*What you are asked to do*:
Scan the data. Collect each line that contains the word "anyExtendedKeyUsage".

─── Data supplied

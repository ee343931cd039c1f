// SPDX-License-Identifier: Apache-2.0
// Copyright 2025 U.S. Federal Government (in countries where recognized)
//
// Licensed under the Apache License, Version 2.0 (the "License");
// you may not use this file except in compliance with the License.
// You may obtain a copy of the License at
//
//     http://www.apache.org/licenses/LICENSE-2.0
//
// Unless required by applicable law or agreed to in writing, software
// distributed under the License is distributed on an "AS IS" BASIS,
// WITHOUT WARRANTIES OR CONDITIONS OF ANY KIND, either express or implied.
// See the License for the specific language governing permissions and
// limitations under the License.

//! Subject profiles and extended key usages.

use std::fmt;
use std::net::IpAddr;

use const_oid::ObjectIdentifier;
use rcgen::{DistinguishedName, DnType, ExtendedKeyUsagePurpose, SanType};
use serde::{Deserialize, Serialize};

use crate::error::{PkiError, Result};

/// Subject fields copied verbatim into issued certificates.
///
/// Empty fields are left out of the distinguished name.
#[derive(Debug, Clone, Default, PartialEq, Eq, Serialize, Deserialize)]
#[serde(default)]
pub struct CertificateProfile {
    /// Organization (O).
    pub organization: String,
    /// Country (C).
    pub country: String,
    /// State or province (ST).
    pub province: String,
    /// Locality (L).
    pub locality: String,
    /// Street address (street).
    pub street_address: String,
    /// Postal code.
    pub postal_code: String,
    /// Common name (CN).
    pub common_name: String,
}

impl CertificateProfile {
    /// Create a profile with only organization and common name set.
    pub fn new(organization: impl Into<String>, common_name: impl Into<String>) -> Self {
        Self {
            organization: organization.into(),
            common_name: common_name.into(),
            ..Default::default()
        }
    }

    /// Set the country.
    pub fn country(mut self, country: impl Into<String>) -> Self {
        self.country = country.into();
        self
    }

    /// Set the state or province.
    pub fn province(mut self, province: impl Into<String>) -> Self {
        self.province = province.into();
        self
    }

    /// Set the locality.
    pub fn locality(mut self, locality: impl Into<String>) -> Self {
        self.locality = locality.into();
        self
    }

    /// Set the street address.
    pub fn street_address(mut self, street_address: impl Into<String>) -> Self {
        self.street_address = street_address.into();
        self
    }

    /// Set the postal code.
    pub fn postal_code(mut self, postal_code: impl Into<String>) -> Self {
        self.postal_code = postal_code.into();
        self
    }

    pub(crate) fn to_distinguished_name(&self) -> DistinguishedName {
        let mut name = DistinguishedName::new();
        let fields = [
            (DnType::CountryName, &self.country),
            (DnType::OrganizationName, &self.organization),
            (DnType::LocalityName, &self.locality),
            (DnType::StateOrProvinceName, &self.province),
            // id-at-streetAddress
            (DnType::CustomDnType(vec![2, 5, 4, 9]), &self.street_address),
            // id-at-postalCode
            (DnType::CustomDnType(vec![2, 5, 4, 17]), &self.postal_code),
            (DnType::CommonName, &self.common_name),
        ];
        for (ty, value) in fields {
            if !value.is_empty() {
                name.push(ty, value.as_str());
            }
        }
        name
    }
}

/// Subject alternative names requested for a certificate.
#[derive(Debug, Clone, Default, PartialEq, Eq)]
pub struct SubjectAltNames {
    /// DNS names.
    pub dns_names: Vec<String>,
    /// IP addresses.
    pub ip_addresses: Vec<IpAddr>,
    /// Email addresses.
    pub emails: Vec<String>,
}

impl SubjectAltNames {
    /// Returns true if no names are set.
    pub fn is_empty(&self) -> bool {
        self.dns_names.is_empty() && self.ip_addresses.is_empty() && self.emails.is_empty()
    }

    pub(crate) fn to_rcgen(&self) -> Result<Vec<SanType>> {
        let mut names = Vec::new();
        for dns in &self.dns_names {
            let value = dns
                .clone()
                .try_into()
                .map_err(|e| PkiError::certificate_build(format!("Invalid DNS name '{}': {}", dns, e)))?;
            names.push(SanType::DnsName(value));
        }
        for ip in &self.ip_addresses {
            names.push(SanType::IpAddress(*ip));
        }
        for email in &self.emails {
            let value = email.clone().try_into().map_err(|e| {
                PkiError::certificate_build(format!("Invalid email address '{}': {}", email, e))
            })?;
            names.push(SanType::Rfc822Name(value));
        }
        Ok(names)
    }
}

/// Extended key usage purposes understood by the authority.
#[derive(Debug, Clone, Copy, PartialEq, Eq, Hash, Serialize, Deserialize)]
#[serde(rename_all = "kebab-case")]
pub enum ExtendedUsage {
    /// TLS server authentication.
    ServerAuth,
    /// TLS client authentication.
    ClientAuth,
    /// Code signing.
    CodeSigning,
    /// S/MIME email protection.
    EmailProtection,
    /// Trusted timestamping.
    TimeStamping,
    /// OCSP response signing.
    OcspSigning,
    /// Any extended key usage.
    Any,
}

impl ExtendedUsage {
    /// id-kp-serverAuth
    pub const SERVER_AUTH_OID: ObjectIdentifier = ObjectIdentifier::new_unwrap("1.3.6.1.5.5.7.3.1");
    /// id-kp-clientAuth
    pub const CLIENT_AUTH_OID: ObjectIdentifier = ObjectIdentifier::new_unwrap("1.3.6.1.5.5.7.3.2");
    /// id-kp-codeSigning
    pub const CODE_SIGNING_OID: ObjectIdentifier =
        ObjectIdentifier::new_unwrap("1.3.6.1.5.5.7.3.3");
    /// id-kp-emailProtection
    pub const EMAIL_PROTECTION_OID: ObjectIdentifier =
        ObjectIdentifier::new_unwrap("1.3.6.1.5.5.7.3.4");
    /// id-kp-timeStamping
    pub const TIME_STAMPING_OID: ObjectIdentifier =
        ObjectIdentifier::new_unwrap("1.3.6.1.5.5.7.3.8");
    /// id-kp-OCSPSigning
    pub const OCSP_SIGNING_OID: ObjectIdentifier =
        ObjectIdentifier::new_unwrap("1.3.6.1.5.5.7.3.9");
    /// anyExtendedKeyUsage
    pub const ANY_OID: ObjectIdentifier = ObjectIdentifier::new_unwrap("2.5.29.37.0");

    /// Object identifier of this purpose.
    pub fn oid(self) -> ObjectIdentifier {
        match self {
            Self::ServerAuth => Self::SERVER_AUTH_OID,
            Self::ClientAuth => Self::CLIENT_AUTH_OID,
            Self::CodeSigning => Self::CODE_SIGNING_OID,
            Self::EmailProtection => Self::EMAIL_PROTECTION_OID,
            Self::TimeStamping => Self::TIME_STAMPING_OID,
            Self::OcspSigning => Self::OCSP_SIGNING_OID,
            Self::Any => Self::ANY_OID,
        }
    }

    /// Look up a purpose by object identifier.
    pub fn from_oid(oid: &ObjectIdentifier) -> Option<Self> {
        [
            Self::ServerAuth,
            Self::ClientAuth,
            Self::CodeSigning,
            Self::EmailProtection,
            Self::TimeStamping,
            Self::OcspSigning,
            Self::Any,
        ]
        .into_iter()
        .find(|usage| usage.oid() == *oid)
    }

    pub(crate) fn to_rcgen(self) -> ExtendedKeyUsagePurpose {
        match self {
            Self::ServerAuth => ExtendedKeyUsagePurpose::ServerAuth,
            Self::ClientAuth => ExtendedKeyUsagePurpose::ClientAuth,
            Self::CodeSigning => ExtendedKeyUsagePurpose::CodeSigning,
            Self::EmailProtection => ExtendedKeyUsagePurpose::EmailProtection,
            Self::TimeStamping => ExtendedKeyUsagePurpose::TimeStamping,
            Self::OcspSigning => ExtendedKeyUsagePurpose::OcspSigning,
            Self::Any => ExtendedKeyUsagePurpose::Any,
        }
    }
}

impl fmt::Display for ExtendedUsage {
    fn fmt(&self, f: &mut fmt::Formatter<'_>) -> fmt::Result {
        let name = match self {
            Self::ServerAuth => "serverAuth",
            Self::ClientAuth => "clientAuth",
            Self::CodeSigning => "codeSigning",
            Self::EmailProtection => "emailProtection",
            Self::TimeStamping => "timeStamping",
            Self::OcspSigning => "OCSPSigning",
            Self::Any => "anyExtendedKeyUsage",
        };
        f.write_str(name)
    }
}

──────

*Written answer*:
    /// anyExtendedKeyUsage
            Self::Any => "anyExtendedKeyUsage",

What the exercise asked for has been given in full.